Credit: Simon Bradbrook/Springer Nature Limited

First author Rachel Rosenthal explains the main objective of this study: “we wanted to tease apart the impact that the immune microenvironment has on tumour evolution in early stage untreated NSCLC.” To do this, a total of 258 samples from different regions of 88 early stage, treatment-naive NSCLCs were examined using histological analyses and RNA sequencing to assess lymphocyte infiltration.

This analysis demonstrated that the majority of tumours have either uniformly low (38 tumours; 43%) or uniformly high (25 tumours; 28%) levels of immune cell infiltration; however, the remaining subset (25 tumours; 28%) had disparate levels of immune cell infiltration. Heterogeneous immune cell infiltration was also found to correlate with genomic heterogeneity, including intratumour variations in mutational burden, which might confound several putative biomarkers designed to guide treatment selection.

In order to quantify the extent of ‘immunoediting’ whereby tumour-infiltrating immune cells might influence tumour evolution, the number of predicted and observed neoantigens was compared. No significant differences between predicted and observed neoantigen levels were detected in DNA from either adenocarcinomas or squamous carcinomas, although reduced germline HLA heterozygosity was associated with fewer neoantigens and immune-low tumours had a significantly increased ratio of observed to expected neoantigens (P = 0.0088), implying a reduction in immunoediting. Furthermore, comparisons of spatially distinct samples from the same tumour suggested that up to 42% of clonal neoantigens might be lost owing to subclonal copy number alterations.

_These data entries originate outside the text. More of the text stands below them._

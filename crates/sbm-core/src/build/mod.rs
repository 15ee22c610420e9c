//! Build tool invocation.
//!
//! The tool runs with the project root as its working directory. Its merged
//! output is handed to the caller line by line while it runs. Success means
//! an exit status of exactly zero; nothing about the output is inspected.

pub mod stream;

use std::path::{Path, PathBuf};
use std::process::{Command, Stdio};
use std::time::Instant;

use serde::Serialize;
use tracing::{debug, info, warn};

use crate::error::{SbmError, SbmResult};
use crate::types::BuildMode;

pub use stream::{OutputLine, OutputStream};

pub const DEFAULT_BUILD_TOOL: &str = "swift";
pub const BUILD_DIR: &str = ".build";

/// External build tool and how to address it.
#[derive(Debug, Clone, PartialEq, Eq)]
pub struct BuildTool {
    program: String,
}

impl Default for BuildTool {
    fn default() -> Self {
        Self::new(DEFAULT_BUILD_TOOL)
    }
}

impl BuildTool {
    pub fn new(program: impl Into<String>) -> Self {
        Self {
            program: program.into(),
        }
    }

    pub fn program(&self) -> &str {
        &self.program
    }

    /// Arguments for a build. Depends on nothing but the mode.
    pub fn build_args(&self, mode: BuildMode) -> Vec<String> {
        vec!["build".into(), "-c".into(), mode.as_str().into()]
    }

    pub fn clean_args(&self) -> Vec<String> {
        vec!["package".into(), "clean".into()]
    }
}

/// Where the tool leaves the binary for `target` when building in `mode`.
pub fn build_output_path(project_root: &Path, mode: BuildMode, target: &str) -> PathBuf {
    project_root.join(BUILD_DIR).join(mode.as_str()).join(target)
}

/// Result of a tool run that exited with status zero.
#[derive(Debug, Clone, Serialize)]
pub struct BuildOutcome {
    pub command: String,
    pub exit_code: i32,
    pub duration_ms: u64,
}

#[derive(Debug, Clone, Default)]
pub struct BuildExecutor {
    tool: BuildTool,
}

impl BuildExecutor {
    pub fn new(tool: BuildTool) -> Self {
        Self { tool }
    }

    pub fn tool(&self) -> &BuildTool {
        &self.tool
    }

    /// Build `project_root` in `mode`, streaming output to `on_line`.
    pub fn build(
        &self,
        project_root: &Path,
        mode: BuildMode,
        on_line: &mut dyn FnMut(&OutputLine),
    ) -> SbmResult<BuildOutcome> {
        self.run(&self.tool.build_args(mode), project_root, on_line)
    }

    /// Remove build products of `project_root`.
    pub fn clean(
        &self,
        project_root: &Path,
        on_line: &mut dyn FnMut(&OutputLine),
    ) -> SbmResult<BuildOutcome> {
        self.run(&self.tool.clean_args(), project_root, on_line)
    }

    fn run(
        &self,
        args: &[String],
        cwd: &Path,
        on_line: &mut dyn FnMut(&OutputLine),
    ) -> SbmResult<BuildOutcome> {
        let command = format!("{} {}", self.tool.program, args.join(" "));
        debug!(command = %command, cwd = %cwd.display(), "Spawning build tool");

        let start = Instant::now();
        let mut child = Command::new(&self.tool.program)
            .args(args)
            .current_dir(cwd)
            .stdin(Stdio::null())
            .stdout(Stdio::piped())
            .stderr(Stdio::piped())
            .spawn()
            .map_err(|source| SbmError::BuildSpawn {
                program: self.tool.program.clone(),
                source,
            })?;

        let (mut lines, sink) = stream::LineStream::new();
        if let Some(stdout) = child.stdout.take() {
            lines.attach(&sink, OutputStream::Stdout, stdout);
        }
        if let Some(stderr) = child.stderr.take() {
            lines.attach(&sink, OutputStream::Stderr, stderr);
        }
        drop(sink);
        lines.drain(on_line);

        let status = child.wait().map_err(|source| SbmError::BuildSpawn {
            program: self.tool.program.clone(),
            source,
        })?;
        let duration_ms = u64::try_from(start.elapsed().as_millis()).unwrap_or(u64::MAX);

        if !status.success() {
            let exit_code = status.code().unwrap_or(-1);
            warn!(command = %command, exit_code, "Build tool failed");
            return Err(SbmError::BuildFailed { exit_code });
        }

        info!(command = %command, duration_ms, "Build tool finished");
        Ok(BuildOutcome {
            command,
            exit_code: 0,
            duration_ms,
        })
    }
}
//! Configuration for destinations, the build tool and build defaults.
//!
//! Two layers are read and merged, project over global:
//! - Global: `<config_dir>/sbm/config.toml`
//! - Project: `<project>/sbm.toml`

pub mod merge;
pub mod parser;
pub mod paths;
pub mod schema;
pub mod store;

use std::path::{Path, PathBuf};

use tracing::debug;

use crate::build::BuildTool;
use crate::error::SbmResult;

pub use merge::merge_configs;
pub use parser::{parse_config, parse_config_str, to_toml};
pub use paths::{ConfigLayer, config_path_for_layer, default_global_config_dir, expand_tilde};
pub use schema::{BuildDefaults, SbmConfig};
pub use store::ConfigStore;

/// Destination root used when no layer sets one.
pub const DEFAULT_DESTINATION: &str = "~/sbm-bin";

/// Merged configuration with defaults applied and paths expanded.
#[derive(Debug, Clone)]
pub struct ResolvedConfig {
    pub destination: PathBuf,
    pub tool: BuildTool,
    /// Project-level `[build]` defaults after merging, if any layer set them.
    pub build: Option<BuildDefaults>,
}

/// Load both layers for `project_root` and resolve them.
pub fn load_config(
    global_dir: &Path,
    project_root: &Path,
    home_dir: &Path,
) -> SbmResult<ResolvedConfig> {
    let global = ConfigStore::from_paths(ConfigLayer::Global, global_dir, project_root);
    let project = ConfigStore::from_paths(ConfigLayer::Project, global_dir, project_root);
    let merged = merge_configs(global.load()?, project.load()?);
    debug!(
        global = %global.config_path().display(),
        project = %project.config_path().display(),
        "Loaded configuration"
    );
    Ok(resolve(merged, home_dir))
}

pub fn resolve(config: SbmConfig, home_dir: &Path) -> ResolvedConfig {
    let destination = expand_tilde(
        config.destination.as_deref().unwrap_or(DEFAULT_DESTINATION),
        home_dir,
    );
    let tool = config.tool.map(BuildTool::new).unwrap_or_default();
    ResolvedConfig {
        destination,
        tool,
        build: config.build,
    }
}
//! Config path resolution helpers.

use std::path::{Path, PathBuf};

use serde::{Deserialize, Serialize};

pub const GLOBAL_CONFIG_FILE: &str = "config.toml";
pub const PROJECT_CONFIG_FILE: &str = "sbm.toml";
pub const APP_DIR_NAME: &str = "sbm";

/// Configuration layers, lowest precedence first.
#[derive(Debug, Clone, Copy, PartialEq, Eq, Hash, Serialize, Deserialize)]
#[serde(rename_all = "lowercase")]
pub enum ConfigLayer {
    Global,
    Project,
}

pub fn config_path_for_layer(layer: ConfigLayer, global_dir: &Path, project_root: &Path) -> PathBuf {
    match layer {
        ConfigLayer::Global => global_dir.join(GLOBAL_CONFIG_FILE),
        ConfigLayer::Project => project_root.join(PROJECT_CONFIG_FILE),
    }
}

/// `<config_dir>/sbm`, falling back to `~/.config/sbm`.
pub fn default_global_config_dir(home_dir: &Path) -> PathBuf {
    dirs::config_dir()
        .map(|p| p.join(APP_DIR_NAME))
        .unwrap_or_else(|| home_dir.join(".config").join(APP_DIR_NAME))
}

/// Expand a leading `~` against `home_dir`.
pub fn expand_tilde(raw: &str, home_dir: &Path) -> PathBuf {
    let raw = raw.trim();
    if raw == "~" {
        return home_dir.to_path_buf();
    }
    if let Some(rest) = raw.strip_prefix("~/") {
        return home_dir.join(rest);
    }
    PathBuf::from(raw)
}
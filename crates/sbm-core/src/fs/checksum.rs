//! Content checksums for deployed artifacts.
//!
//! Checksums are recorded in sidecars as `blake3:<hex>` so the algorithm can
//! change later without ambiguity.

use anyhow::Context;
use std::fs;
use std::io::Read;
use std::path::Path;

pub const CHECKSUM_PREFIX: &str = "blake3:";

/// Hash a single file, streaming its content.
///
/// # Example
/// ```no_run
/// use sbm_core::fs::checksum::hash_file;
/// use std::path::Path;
///
/// let checksum = hash_file(Path::new("/path/to/binary"))?;
/// assert!(checksum.starts_with("blake3:"));
/// # Ok::<(), anyhow::Error>(())
/// ```
pub fn hash_file(path: &Path) -> anyhow::Result<String> {
    let mut file =
        fs::File::open(path).with_context(|| format!("Failed to open file: {}", path.display()))?;
    let mut hasher = blake3::Hasher::new();
    let mut buf = [0u8; 64 * 1024];
    loop {
        let n = file
            .read(&mut buf)
            .with_context(|| format!("Failed to read file: {}", path.display()))?;
        if n == 0 {
            break;
        }
        hasher.update(&buf[..n]);
    }
    Ok(format!("{CHECKSUM_PREFIX}{}", hasher.finalize().to_hex()))
}

/// Compare a recorded checksum against the file currently on disk.
///
/// Returns `None` when the recorded value uses an unknown algorithm.
pub fn matches_checksum(path: &Path, recorded: &str) -> anyhow::Result<Option<bool>> {
    if !recorded.starts_with(CHECKSUM_PREFIX) {
        return Ok(None);
    }
    let current = hash_file(path)?;
    Ok(Some(current.eq_ignore_ascii_case(recorded.trim())))
}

Importantly, RNA sequencing analysis demonstrated that only 33% of predicted clonal neoantigens were expressed: tumours with high or heterogeneous levels of immune cell infiltration had significantly lower levels of expressed clonal neoantigens than those with limited levels of infiltration (median 29% and 35% versus 41%; P < 0.01). Comparisons with non-neoantigenic nonsynonymous mutations confirmed a significant reduction in expressed neoantigens (P = 0.01), and this depletion was limited to tumours with intact HLA alleles and, again, to tumours with high or heterogeneous levels of immune cell infiltration, providing further confirmation that these alterations are immune cell mediated. Further investigations of this effect revealed an 11.4-fold increase in promoter methylation of nonexpressed neoantigenic genes relative to their expressed counterparts (P = 0.0016), with greater promoter methylation also observed when neoantigenic genes were compared with their non-neoantigenic equivalents (OR 2.3; P = 0.045).

Patients whose tumour material was included in this study had significantly improved disease-free survival outcomes if their tumours had a limited capacity for immune evasion (a phenotype defined by no evidence of immune editing or antigen processing defects and intact HLA alleles) (HR 0.27, 95% CI 0.12–0.61; P = 0.009), and this prognostic effect was preserved regardless of clonal neoantigen burden.

“We found that the immune landscape can vary greatly within an individual tumour,” Rosenthal summarizes, adding “we also identified a number of different mechanisms through which the tumour may evade immune predation, including a novel epigenetic mechanism where transcriptional downregulation of neoantigen encoding genes occurs through promoter hypermethylation.”

When asked about future directions, Rosenthal speculates “We want to understand to what extent these mechanisms might play a role in resistance to immunotherapy and whether the dynamic nature of transcriptional downregulation could be exploited in a clinical setting.”